● WHAT YOU ARE ASKED TO DO
From the listing below, copy only the lines from the line that contains "let mut tasks = query.filter(filter);" to the line that contains "a specific task.", counting those two lines as part of the copy.

● SOURCE MATERIAL
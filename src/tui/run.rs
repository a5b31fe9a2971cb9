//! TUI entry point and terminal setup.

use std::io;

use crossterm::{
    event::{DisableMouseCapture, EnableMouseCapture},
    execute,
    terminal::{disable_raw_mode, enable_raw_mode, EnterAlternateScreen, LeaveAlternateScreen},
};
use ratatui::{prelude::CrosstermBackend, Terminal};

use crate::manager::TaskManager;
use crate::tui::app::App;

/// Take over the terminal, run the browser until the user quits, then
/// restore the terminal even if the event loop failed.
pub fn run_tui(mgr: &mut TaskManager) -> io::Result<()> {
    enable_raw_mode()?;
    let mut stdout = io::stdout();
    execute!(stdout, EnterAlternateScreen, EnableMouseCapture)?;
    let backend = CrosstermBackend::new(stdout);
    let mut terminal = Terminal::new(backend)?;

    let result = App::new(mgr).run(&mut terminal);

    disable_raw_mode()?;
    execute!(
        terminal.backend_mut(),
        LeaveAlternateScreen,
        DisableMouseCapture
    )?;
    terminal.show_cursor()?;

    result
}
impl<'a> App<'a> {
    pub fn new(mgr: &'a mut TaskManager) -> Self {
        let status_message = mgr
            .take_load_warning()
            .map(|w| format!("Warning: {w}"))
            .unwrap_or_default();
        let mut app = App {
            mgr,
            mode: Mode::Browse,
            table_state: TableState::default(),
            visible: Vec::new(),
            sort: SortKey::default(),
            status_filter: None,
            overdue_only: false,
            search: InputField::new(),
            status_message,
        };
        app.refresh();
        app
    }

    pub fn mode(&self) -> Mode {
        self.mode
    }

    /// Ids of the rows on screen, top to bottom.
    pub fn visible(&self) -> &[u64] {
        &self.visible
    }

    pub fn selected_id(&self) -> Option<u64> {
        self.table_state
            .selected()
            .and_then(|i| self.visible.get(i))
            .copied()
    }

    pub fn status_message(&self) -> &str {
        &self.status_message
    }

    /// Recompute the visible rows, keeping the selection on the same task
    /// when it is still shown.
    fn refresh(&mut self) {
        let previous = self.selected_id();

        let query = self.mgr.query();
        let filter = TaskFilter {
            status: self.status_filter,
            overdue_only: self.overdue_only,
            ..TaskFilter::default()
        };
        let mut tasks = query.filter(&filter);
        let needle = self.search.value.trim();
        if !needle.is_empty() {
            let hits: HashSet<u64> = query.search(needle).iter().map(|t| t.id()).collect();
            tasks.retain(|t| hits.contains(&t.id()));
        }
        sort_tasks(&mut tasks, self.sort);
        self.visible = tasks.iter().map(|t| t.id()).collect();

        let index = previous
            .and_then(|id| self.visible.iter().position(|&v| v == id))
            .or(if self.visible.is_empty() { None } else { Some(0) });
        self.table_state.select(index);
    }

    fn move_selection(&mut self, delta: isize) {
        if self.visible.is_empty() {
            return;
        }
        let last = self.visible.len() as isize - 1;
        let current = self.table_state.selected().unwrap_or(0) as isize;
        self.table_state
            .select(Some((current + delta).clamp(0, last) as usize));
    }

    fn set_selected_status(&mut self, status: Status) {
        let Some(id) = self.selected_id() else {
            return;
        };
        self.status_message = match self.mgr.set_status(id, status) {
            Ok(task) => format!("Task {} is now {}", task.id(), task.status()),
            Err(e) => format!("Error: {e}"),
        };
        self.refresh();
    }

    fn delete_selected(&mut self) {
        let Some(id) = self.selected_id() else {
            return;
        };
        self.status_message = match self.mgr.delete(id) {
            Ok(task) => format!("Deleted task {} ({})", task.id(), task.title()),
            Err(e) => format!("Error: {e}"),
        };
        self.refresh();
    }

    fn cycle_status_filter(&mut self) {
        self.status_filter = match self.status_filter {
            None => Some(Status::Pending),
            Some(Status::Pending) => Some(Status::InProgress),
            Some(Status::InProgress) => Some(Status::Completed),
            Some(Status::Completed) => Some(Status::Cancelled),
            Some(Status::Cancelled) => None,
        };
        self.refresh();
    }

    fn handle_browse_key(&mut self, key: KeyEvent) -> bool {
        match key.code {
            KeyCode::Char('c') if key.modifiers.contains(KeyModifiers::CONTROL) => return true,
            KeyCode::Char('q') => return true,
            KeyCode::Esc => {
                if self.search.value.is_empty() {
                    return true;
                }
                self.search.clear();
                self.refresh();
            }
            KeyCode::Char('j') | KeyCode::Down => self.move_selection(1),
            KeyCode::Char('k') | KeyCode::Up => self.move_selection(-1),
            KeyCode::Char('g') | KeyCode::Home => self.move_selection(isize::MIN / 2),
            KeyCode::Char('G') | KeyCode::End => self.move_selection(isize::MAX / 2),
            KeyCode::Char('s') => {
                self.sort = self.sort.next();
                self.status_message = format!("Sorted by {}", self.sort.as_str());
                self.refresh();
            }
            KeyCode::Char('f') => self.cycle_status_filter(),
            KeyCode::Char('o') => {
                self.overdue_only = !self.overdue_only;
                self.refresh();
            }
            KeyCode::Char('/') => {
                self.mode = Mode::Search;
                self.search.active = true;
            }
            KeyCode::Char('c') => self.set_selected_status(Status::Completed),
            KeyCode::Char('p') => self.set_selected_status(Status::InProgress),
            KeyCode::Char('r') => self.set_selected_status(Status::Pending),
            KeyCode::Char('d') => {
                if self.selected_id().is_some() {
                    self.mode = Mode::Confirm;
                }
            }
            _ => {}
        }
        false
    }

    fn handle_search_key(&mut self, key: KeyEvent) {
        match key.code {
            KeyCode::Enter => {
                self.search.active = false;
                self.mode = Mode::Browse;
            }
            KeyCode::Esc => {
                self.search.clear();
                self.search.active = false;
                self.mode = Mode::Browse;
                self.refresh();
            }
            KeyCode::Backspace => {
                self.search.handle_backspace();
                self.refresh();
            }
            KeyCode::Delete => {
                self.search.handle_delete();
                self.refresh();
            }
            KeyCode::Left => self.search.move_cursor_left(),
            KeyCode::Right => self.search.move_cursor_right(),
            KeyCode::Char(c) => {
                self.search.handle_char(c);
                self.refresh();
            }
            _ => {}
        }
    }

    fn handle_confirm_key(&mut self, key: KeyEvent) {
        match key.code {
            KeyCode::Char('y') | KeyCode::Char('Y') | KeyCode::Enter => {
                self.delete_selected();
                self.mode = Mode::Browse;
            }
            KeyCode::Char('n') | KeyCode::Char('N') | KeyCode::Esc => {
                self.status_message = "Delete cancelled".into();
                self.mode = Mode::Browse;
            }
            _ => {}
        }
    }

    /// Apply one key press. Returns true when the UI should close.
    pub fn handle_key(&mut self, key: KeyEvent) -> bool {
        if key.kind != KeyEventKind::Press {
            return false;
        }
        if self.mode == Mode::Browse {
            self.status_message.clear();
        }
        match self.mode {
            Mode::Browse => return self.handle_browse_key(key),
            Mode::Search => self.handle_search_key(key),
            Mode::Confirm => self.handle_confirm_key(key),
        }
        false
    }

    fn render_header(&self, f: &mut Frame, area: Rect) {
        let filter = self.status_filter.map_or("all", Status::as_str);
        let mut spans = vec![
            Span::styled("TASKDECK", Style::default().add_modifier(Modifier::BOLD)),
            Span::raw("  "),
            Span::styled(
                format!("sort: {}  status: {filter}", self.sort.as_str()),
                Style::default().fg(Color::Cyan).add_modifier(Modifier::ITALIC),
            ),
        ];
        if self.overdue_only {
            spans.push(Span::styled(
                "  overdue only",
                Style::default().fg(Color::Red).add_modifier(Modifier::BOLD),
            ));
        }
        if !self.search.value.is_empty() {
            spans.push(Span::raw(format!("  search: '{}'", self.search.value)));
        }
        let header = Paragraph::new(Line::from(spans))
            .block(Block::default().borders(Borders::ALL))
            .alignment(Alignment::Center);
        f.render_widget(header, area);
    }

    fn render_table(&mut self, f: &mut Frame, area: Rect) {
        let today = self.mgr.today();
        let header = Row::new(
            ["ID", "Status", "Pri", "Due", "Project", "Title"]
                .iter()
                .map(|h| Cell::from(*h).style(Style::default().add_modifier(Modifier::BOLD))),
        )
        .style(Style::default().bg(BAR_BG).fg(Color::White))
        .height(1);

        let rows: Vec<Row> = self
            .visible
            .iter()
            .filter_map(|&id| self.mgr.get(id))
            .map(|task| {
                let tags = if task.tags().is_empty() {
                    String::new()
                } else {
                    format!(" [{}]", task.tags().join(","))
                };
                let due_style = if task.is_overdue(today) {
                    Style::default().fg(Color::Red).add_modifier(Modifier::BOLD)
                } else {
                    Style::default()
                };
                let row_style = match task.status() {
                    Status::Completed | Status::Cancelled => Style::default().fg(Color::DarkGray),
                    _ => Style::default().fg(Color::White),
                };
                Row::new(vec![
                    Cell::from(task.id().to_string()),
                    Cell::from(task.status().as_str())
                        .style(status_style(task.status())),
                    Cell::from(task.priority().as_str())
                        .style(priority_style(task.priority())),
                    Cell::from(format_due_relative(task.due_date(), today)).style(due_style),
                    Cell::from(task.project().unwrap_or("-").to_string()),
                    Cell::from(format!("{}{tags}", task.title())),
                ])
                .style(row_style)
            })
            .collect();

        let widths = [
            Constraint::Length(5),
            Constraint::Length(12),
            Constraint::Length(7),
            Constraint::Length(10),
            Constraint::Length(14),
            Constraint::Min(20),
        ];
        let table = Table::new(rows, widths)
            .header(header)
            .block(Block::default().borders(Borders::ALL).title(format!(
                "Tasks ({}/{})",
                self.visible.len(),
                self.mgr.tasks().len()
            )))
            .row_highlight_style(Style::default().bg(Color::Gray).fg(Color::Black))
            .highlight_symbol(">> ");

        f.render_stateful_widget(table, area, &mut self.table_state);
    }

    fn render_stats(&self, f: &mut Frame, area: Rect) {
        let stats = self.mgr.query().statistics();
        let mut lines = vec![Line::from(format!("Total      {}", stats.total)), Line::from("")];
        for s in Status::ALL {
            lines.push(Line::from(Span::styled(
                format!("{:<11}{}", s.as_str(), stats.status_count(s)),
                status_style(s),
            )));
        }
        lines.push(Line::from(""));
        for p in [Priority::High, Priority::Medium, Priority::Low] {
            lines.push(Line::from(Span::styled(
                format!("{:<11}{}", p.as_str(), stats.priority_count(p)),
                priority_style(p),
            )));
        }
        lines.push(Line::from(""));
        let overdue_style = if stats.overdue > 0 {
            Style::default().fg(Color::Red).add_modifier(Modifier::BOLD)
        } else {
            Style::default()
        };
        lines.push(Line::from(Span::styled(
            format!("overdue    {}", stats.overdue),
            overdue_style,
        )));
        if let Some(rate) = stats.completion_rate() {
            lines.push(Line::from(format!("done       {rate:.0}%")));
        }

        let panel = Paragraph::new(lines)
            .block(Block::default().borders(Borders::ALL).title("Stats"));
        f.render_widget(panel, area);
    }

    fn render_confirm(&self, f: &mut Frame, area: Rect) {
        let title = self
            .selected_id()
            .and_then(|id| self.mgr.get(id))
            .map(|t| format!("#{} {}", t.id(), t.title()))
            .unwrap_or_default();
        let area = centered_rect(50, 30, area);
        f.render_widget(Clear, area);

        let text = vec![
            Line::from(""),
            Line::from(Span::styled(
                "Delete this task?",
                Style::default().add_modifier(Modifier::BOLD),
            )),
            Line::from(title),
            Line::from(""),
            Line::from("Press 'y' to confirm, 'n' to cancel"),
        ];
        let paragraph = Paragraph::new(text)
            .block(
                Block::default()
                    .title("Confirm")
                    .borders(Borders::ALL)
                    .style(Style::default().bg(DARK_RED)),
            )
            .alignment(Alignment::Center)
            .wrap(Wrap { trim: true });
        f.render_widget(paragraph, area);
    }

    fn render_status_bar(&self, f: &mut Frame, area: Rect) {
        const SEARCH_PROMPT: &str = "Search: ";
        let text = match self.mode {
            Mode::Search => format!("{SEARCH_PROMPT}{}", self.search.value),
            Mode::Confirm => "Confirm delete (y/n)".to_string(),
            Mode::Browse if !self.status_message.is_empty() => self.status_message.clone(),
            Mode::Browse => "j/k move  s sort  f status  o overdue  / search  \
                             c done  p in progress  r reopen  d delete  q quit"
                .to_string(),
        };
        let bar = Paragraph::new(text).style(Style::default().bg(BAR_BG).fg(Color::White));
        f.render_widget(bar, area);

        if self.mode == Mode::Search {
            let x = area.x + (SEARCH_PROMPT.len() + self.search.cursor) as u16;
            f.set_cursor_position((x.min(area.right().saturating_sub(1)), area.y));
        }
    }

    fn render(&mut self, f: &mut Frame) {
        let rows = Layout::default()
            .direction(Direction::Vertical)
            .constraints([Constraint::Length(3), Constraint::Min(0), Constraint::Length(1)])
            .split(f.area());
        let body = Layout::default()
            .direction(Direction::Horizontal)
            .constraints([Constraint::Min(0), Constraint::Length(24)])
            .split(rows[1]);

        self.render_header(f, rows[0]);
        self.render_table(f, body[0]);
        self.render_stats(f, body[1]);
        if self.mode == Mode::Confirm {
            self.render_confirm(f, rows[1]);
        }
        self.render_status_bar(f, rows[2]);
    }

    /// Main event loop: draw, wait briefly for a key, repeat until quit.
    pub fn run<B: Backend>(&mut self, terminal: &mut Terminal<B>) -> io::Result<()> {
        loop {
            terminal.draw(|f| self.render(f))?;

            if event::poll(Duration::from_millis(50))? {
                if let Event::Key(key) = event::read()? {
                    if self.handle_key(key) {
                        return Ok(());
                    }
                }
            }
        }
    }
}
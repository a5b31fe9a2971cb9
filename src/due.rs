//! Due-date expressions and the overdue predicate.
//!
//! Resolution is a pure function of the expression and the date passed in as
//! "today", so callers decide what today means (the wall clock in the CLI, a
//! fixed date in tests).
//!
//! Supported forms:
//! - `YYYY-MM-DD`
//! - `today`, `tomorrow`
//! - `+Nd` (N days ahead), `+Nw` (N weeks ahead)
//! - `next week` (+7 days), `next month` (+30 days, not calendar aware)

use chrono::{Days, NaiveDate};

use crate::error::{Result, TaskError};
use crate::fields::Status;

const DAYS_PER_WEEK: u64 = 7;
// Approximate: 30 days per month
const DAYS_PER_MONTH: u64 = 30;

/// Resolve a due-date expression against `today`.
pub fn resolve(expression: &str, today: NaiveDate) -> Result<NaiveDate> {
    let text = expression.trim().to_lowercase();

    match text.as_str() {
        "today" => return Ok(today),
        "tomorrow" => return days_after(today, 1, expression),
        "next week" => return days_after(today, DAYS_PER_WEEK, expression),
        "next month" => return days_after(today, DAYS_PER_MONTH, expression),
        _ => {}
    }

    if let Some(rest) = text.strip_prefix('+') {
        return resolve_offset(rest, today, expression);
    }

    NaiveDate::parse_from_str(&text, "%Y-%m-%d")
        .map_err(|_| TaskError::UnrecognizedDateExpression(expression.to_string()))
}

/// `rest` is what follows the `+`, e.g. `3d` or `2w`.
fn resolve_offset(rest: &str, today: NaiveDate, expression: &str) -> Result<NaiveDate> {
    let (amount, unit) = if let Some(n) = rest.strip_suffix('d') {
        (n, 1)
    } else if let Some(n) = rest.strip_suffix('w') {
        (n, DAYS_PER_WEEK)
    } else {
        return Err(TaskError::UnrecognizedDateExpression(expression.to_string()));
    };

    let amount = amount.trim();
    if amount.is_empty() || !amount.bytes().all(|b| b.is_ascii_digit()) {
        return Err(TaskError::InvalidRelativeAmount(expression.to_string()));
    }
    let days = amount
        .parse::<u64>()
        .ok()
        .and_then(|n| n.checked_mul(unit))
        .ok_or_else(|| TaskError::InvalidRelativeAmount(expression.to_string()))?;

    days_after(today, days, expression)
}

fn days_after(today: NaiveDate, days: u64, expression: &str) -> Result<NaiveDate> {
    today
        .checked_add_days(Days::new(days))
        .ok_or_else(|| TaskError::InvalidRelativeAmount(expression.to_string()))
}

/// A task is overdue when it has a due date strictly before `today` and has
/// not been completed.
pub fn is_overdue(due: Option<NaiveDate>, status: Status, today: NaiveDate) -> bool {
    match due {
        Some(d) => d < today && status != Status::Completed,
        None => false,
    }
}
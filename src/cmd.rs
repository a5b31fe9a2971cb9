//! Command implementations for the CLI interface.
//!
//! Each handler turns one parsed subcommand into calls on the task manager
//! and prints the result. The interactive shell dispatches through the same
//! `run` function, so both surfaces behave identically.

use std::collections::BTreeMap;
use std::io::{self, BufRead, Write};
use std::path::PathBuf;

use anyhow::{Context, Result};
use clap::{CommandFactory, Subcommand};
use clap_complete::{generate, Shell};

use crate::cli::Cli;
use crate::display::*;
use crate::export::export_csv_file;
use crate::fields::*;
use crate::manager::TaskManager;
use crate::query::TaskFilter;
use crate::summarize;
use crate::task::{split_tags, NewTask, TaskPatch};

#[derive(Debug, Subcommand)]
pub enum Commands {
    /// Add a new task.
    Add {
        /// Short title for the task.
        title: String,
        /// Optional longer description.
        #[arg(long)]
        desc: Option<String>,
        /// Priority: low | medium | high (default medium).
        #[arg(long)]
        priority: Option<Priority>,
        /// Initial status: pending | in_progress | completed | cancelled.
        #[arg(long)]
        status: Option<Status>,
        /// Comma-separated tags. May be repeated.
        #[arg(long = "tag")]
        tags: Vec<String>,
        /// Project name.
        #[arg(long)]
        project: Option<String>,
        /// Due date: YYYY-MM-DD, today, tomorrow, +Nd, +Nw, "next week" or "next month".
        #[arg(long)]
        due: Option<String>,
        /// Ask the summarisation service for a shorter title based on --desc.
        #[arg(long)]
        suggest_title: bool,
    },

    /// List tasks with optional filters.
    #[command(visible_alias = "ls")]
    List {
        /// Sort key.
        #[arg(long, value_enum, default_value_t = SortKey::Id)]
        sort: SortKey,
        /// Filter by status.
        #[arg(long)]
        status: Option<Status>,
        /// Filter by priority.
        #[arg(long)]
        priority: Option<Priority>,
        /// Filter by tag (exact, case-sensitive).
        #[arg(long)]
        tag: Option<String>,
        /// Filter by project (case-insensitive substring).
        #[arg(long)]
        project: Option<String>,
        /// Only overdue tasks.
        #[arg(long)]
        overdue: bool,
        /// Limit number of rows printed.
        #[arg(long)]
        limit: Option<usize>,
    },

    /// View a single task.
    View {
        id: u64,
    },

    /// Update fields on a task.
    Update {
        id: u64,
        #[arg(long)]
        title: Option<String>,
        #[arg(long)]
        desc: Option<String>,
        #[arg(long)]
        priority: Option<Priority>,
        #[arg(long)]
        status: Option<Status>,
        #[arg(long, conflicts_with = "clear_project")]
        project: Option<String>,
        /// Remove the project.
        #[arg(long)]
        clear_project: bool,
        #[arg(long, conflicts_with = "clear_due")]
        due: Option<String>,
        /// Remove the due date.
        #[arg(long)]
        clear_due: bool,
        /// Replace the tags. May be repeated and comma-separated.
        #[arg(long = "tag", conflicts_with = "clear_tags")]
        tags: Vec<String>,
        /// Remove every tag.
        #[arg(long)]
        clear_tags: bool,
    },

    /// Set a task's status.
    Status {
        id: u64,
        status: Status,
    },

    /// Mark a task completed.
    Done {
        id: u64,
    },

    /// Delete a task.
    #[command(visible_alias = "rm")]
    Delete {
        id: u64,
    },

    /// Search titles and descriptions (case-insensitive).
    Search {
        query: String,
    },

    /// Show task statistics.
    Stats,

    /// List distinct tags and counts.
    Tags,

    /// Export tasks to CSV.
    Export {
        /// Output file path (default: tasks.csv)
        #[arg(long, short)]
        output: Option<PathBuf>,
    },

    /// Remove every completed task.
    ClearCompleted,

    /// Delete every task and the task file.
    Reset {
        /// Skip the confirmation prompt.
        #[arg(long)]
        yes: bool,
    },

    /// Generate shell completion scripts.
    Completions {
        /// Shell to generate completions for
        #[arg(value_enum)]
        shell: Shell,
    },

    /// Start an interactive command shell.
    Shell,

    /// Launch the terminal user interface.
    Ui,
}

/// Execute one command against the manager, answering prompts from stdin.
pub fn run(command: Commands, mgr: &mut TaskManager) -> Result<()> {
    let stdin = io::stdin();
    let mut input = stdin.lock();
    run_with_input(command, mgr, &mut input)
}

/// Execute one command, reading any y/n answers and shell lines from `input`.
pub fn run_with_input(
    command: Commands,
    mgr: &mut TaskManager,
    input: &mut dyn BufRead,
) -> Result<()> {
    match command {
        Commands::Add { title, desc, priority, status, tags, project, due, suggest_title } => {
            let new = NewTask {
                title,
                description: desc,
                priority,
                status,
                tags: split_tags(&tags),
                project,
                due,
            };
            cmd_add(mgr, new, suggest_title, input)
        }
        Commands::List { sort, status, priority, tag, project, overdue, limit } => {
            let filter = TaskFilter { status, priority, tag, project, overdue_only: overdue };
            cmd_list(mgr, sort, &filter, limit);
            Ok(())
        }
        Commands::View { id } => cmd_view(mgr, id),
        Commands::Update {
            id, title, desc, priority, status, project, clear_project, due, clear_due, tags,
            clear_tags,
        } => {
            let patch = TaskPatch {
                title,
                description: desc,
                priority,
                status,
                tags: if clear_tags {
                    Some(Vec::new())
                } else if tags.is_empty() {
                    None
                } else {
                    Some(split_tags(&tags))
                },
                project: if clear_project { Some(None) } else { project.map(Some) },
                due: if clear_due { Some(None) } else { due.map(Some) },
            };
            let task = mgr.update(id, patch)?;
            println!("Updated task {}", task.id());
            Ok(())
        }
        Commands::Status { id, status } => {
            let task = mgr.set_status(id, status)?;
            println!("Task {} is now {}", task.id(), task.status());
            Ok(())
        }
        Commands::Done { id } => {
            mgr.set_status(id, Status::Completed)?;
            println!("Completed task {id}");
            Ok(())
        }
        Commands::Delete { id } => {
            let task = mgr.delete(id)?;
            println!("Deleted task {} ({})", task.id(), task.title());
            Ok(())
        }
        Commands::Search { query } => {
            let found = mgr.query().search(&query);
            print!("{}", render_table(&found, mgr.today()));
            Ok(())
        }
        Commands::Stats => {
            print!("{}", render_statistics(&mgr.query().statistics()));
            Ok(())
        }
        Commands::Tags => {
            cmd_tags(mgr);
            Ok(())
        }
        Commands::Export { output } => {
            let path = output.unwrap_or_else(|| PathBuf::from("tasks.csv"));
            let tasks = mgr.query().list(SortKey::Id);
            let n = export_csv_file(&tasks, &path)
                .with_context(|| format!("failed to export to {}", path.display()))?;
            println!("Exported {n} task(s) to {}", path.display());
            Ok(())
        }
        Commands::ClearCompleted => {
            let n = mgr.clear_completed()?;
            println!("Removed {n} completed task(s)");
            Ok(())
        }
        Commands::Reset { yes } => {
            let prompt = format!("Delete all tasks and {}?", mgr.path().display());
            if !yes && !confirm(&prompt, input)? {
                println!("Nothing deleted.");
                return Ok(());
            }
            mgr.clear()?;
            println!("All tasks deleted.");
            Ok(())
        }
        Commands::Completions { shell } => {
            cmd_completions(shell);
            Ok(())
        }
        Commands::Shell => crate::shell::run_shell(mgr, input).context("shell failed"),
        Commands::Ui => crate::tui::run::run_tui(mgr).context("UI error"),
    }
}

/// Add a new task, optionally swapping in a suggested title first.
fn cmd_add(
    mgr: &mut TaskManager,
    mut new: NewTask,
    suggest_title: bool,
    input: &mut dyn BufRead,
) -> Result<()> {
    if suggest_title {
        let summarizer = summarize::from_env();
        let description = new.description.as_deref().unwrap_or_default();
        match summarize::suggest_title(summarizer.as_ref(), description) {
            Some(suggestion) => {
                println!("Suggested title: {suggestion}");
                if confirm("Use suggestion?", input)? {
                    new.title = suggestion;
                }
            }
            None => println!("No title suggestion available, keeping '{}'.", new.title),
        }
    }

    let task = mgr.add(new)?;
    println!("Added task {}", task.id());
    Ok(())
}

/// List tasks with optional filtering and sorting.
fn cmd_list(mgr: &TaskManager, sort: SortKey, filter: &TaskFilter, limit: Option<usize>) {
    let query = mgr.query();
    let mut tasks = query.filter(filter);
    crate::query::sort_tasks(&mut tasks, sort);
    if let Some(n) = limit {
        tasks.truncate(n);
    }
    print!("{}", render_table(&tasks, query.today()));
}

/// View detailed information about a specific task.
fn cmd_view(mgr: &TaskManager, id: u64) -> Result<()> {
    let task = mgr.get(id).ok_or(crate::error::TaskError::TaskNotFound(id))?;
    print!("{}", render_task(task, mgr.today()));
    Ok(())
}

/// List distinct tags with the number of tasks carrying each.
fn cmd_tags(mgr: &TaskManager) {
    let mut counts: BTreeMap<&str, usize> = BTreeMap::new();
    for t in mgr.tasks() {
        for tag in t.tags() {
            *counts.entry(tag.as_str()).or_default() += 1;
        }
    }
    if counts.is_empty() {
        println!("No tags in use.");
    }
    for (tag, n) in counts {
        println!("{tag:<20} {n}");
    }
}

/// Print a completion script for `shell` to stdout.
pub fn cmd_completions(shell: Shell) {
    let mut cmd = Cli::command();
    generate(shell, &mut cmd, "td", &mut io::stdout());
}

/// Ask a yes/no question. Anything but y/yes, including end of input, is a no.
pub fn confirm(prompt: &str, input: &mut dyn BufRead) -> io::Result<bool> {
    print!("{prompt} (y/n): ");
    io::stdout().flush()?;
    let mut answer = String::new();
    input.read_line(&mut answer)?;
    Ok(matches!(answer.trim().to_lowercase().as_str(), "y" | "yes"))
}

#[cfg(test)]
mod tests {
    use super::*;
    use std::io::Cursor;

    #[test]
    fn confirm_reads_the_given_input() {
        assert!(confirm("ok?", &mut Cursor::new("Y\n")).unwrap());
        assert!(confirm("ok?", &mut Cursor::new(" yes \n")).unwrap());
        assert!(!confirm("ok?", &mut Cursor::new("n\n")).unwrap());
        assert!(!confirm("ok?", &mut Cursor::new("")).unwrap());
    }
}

● YOUR RESPONSE
    let mut tasks = query.filter(filter);
    crate::query::sort_tasks(&mut tasks, sort);
    if let Some(n) = limit {
        tasks.truncate(n);
    }
    print!("{}", render_table(&tasks, query.today()));
}

/// View detailed information about a specific task.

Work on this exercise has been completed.